The number of websites on the mainland almost halved last year, an official think tank says - but it denies a clampdown by the authorities is mainly to blame.

The Chinese Academy of Social Sciences' Annual Report on the Development of New Media said there were 1.91 million websites at the end of last year, down 41 per cent from 3.23 million at the end of 2009.

Liu Ruisheng, managing editor of the report and a deputy researcher at the academy's journalism and communications research institute, said the drop in website numbers was a result of the economic downturn.
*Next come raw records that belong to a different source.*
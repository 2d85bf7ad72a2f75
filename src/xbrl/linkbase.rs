use log::debug;
use serde::{Deserialize, Serialize};
use std::collections::{HashMap, HashSet};

use crate::error::LinkbaseError;
use crate::statement::StatementRole;

/// Debit/credit nature of a concept, from the taxonomy element definition.
#[derive(Clone, Copy, Debug, Default, PartialEq, Eq, Hash, Serialize, Deserialize)]
pub enum BalanceType {
    Debit,
    Credit,
    #[default]
    None,
}

impl BalanceType {
    pub fn parse(raw: &str) -> BalanceType {
        match raw.trim().to_ascii_lowercase().as_str() {
            "debit" => BalanceType::Debit,
            "credit" => BalanceType::Credit,
            _ => BalanceType::None,
        }
    }
}

/// Sign a value is expected to carry when displayed as filed.
#[derive(Clone, Copy, Debug, Default, PartialEq, Eq, Hash, Serialize, Deserialize)]
pub enum PreferredSign {
    #[default]
    Positive,
    Negative,
}

/// One presentation-linkbase arc: a concept's slot in the display hierarchy
/// of a statement role.
#[derive(Clone, Debug, Serialize, Deserialize)]
pub struct PresentationArc {
    pub concept: String,
    pub parent: Option<String>,
    pub depth: u32,
    pub order: f64,
    pub preferred_label: Option<String>,
}

/// One calculation-linkbase arc: the signed weight a concept contributes to
/// its parent total.
#[derive(Clone, Debug, Serialize, Deserialize)]
pub struct CalculationArc {
    pub concept: String,
    pub parent: String,
    pub weight: f64,
}

/// Everything downstream display logic needs to know about a concept.
/// Exposed as first-class output on every statement cell, not consumed
/// internally and thrown away.
#[derive(Clone, Debug, PartialEq, Serialize, Deserialize)]
pub struct ConceptMetadata {
    pub balance_type: BalanceType,
    pub calculation_weight: Option<i8>,
    pub preferred_sign: PreferredSign,
    pub depth: u32,
    pub label: String,
}

impl Default for ConceptMetadata {
    fn default() -> Self {
        ConceptMetadata {
            balance_type: BalanceType::None,
            calculation_weight: None,
            preferred_sign: PreferredSign::Positive,
            depth: 0,
            label: String::new(),
        }
    }
}

fn is_negated_label(label: &str) -> bool {
    label.to_ascii_lowercase().contains("negated")
}

/// Per-role view of the loaded linkbases: the presentation tree flattened
/// into document order, plus resolved metadata per concept.
#[derive(Clone, Debug, Default)]
pub struct RoleLinkbase {
    presentation: Vec<PresentationArc>,
    metadata: HashMap<String, ConceptMetadata>,
}

/// Immutable registry of concept metadata for one filing, built once from
/// the filing's linkbases and shared read-only across every statement
/// derived from that filing.
#[derive(Clone, Debug, Default)]
pub struct ConceptRegistry {
    roles: HashMap<StatementRole, RoleLinkbase>,
}

impl ConceptRegistry {
    /// Builds the registry. Presentation arcs are re-ordered into document
    /// order (depth-first by arc order); a cycle in the arcs violates the
    /// tree invariant and is fatal to the load, not patched over.
    pub fn from_linkbases(
        presentation: HashMap<StatementRole, Vec<PresentationArc>>,
        calculation: HashMap<StatementRole, Vec<CalculationArc>>,
        balance_types: HashMap<String, BalanceType>,
    ) -> Result<Self, LinkbaseError> {
        let mut roles = HashMap::new();

        for (role, arcs) in presentation {
            let ordered = order_presentation(arcs)?;
            let calc_arcs = calculation.get(&role).map(Vec::as_slice).unwrap_or(&[]);

            let mut metadata = HashMap::with_capacity(ordered.len());
            for arc in &ordered {
                let weight = calc_arcs
                    .iter()
                    .find(|c| c.concept == arc.concept)
                    .map(|c| if c.weight < 0.0 { -1i8 } else { 1i8 });

                let negated = arc
                    .preferred_label
                    .as_deref()
                    .map(is_negated_label)
                    .unwrap_or(false);
                let preferred_sign = if negated || weight == Some(-1) {
                    PreferredSign::Negative
                } else {
                    PreferredSign::Positive
                };

                let label = arc
                    .preferred_label
                    .clone()
                    .filter(|l| !is_negated_label(l) && !l.is_empty())
                    .unwrap_or_else(|| arc.concept.clone());

                metadata.insert(
                    arc.concept.clone(),
                    ConceptMetadata {
                        balance_type: balance_types
                            .get(&arc.concept)
                            .copied()
                            .unwrap_or_default(),
                        calculation_weight: weight,
                        preferred_sign,
                        depth: arc.depth,
                        label,
                    },
                );
            }

            debug!(
                "loaded role {} with {} presentation arcs",
                role,
                ordered.len()
            );
            roles.insert(
                role,
                RoleLinkbase {
                    presentation: ordered,
                    metadata,
                },
            );
        }

        Ok(ConceptRegistry { roles })
    }

    /// The flattened presentation tree for a role, in document order.
    /// `None` when the filing has no linkbase data for the role at all.
    pub fn presentation(&self, role: &StatementRole) -> Option<&[PresentationArc]> {
        self.roles.get(role).map(|r| r.presentation.as_slice())
    }

    pub fn resolve(&self, role: &StatementRole, concept: &str) -> Option<&ConceptMetadata> {
        self.roles.get(role).and_then(|r| r.metadata.get(concept))
    }

    pub fn concepts(&self, role: &StatementRole) -> Vec<String> {
        self.presentation(role)
            .map(|arcs| arcs.iter().map(|a| a.concept.clone()).collect())
            .unwrap_or_default()
    }

    pub fn roles(&self) -> impl Iterator<Item = &StatementRole> {
        self.roles.keys()
    }
}

/// Flattens arcs into document order: roots first by arc order, children
/// depth-first under their parent. A revisited or unreachable concept
/// means a cycle.
fn order_presentation(arcs: Vec<PresentationArc>) -> Result<Vec<PresentationArc>, LinkbaseError> {
    let total = arcs.len();
    let concept_set: HashSet<&str> = arcs.iter().map(|a| a.concept.as_str()).collect();

    let mut children: HashMap<Option<&str>, Vec<&PresentationArc>> = HashMap::new();
    for arc in &arcs {
        // Parents outside this role's arc set are treated as roots.
        let parent = arc
            .parent
            .as_deref()
            .filter(|p| concept_set.contains(p) && *p != arc.concept);
        children.entry(parent).or_default().push(arc);
    }
    for list in children.values_mut() {
        list.sort_by(|a, b| {
            a.order
                .partial_cmp(&b.order)
                .unwrap_or(std::cmp::Ordering::Equal)
                .then_with(|| a.concept.cmp(&b.concept))
        });
    }

    let mut ordered = Vec::with_capacity(total);
    let mut stack: Vec<&PresentationArc> = children
        .get(&None)
        .map(|roots| roots.iter().rev().copied().collect())
        .unwrap_or_default();
    let mut seen: HashSet<&str> = HashSet::new();

    while let Some(arc) = stack.pop() {
        if !seen.insert(arc.concept.as_str()) {
            return Err(LinkbaseError::Cycle(arc.concept.clone()));
        }
        ordered.push(arc.clone());
        if let Some(kids) = children.get(&Some(arc.concept.as_str())) {
            for kid in kids.iter().rev() {
                stack.push(kid);
            }
        }
    }

    if ordered.len() != total {
        // Arcs unreachable from any root can only mean a cycle.
        let stuck = arcs
            .iter()
            .find(|a| !seen.contains(a.concept.as_str()))
            .map(|a| a.concept.clone())
            .unwrap_or_default();
        return Err(LinkbaseError::Cycle(stuck));
    }

    Ok(ordered)
}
The mainland has 457 million internet users.

'China has a very high level of freedom of online speech,' Liu said. 'There have been very few cases where websites were shut down in recent years purely to control speech.'

Some websites, including online forums and microblog services, had just gone bust, he said.

'The establishment and operation of websites is subject to laws and regulations,' Liu said. 'Some illegal websites were shut down during a clampdown on obscene content.'

Since December 2009, thousands of small websites, including some not linked to pornography, have been shut down in a nationwide campaign supposedly targeting pornographic websites. The websites closed were not 'officially registered'.
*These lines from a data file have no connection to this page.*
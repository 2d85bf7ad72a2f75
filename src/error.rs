use serde::Serialize;
use thiserror::Error;

use crate::statement::StatementRole;

/// Errors raised while normalizing a single raw context.
///
/// These are always recovered locally: the offending context is excluded from
/// the fact store and reported, it never aborts ingestion of a filing.
#[derive(Error, Debug, Clone, PartialEq, Eq, Serialize)]
pub enum ContextError {
    #[error("invalid period: {0}")]
    InvalidPeriod(String),

    #[error("invalid dimension: {0}")]
    InvalidDimension(String),

    #[error("context has no period element")]
    MissingPeriod,

    #[error("context reference not found in context table")]
    UnknownReference,

    #[error("invalid fiscal year end {month}-{day}")]
    InvalidFiscalYearEnd { month: u32, day: u32 },
}

/// Errors raised while loading presentation/calculation linkbases.
///
/// A malformed linkbase violates the tree invariant and is not recoverable
/// by exclusion, so these surface to the caller directly.
#[derive(Error, Debug, Clone, PartialEq, Eq)]
pub enum LinkbaseError {
    #[error("presentation linkbase cycle involving concept {0}")]
    Cycle(String),
}

/// Errors raised while assembling a single statement.
///
/// `MissingLinkbase` means "this statement type does not exist in this
/// filing"; `Incomplete` means "it exists but no periods survived
/// selection". Callers must be able to tell the two apart, and neither is a
/// statement full of missing cells, which assembles successfully.
#[derive(Error, Debug, Clone, PartialEq)]
pub enum StatementError {
    #[error("no presentation linkbase entries for role {0}")]
    MissingLinkbase(StatementRole),

    #[error("statement for role {role} has no usable periods: {reason}")]
    Incomplete { role: StatementRole, reason: String },
}

/// Errors raised while parsing an XBRL instance document.
#[derive(Error, Debug)]
pub enum InstanceError {
    #[error("failed to parse instance XML: {0}")]
    Xml(#[from] roxmltree::Error),

    #[error("document contains no XBRL facts")]
    NotXbrl,
}

/// Errors raised by the multi-filing stitcher.
///
/// Per-filing failures are never errors here; they are recorded in the
/// skipped-filing report. The only hard stop is caller-requested
/// cancellation, checked between per-filing assembly units.
#[derive(Error, Debug, Clone, PartialEq, Eq)]
pub enum StitchError {
    #[error("stitching cancelled after {completed} of {total} filings")]
    Cancelled { completed: usize, total: usize },
}

/// A context excluded during normalization, with the reason it was rejected.
#[derive(Debug, Clone, PartialEq, Eq, Serialize)]
pub struct RejectedContext {
    pub context_ref: String,
    pub reason: ContextError,
}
Independent analysts said the reduction in the number of websites was a result of measures to tighten control of public expression.

'The number of interactive websites, including online forums, has plummeted,' said Wu Qiang , an internet analyst at Tsinghua University. 'The drop in numbers was effective in controlling speech. Online forums and bulletin boards are much less active than before.'

The Sdnews.com.cn official news portal based in Jinan , Shandong , has reportedly been down since last Wednesday. It was blank yesterday apart from one sentence saying it was trying to fix a technical problem. The provincial publicity department denied it was related to its publication of a mourning banner for former president Jiang Zemin - suggesting he had died.

The report also said regulators had become increasingly aware of foreign forces trying to 'infiltrate our [political] ideology' online.

It said ideological safety had become the most important issue for China in the internet era, with the US government-backed Voice of America having shifted its propaganda focus from radio to the internet.

'It's normal for the US to try to influence other countries with its own ideology and China is its No1 target and rival,' Liu said. It was getting more difficult to maintain China's ideological safety, he warned.

'The withdrawal of Google last year was a complete political conspiracy planned by Google and the US government, in which new media became an important tool for the US in pursuing hegemony and reining in other countries, like a machine gun in a political attack on China,' Liu said.

The authorities have tightened controls on the internet in the wake of online calls for 'jasmine rallies' emulating democratic revolutions in the Arab world this year.

New words including 'jasmine' were added to the list of terms filtered from online postings.

'When Western countries are friendly and no longer speculate on the jasmine [revolution], we won't hesitate to [remove jasmine from the filtered list],' Liu said.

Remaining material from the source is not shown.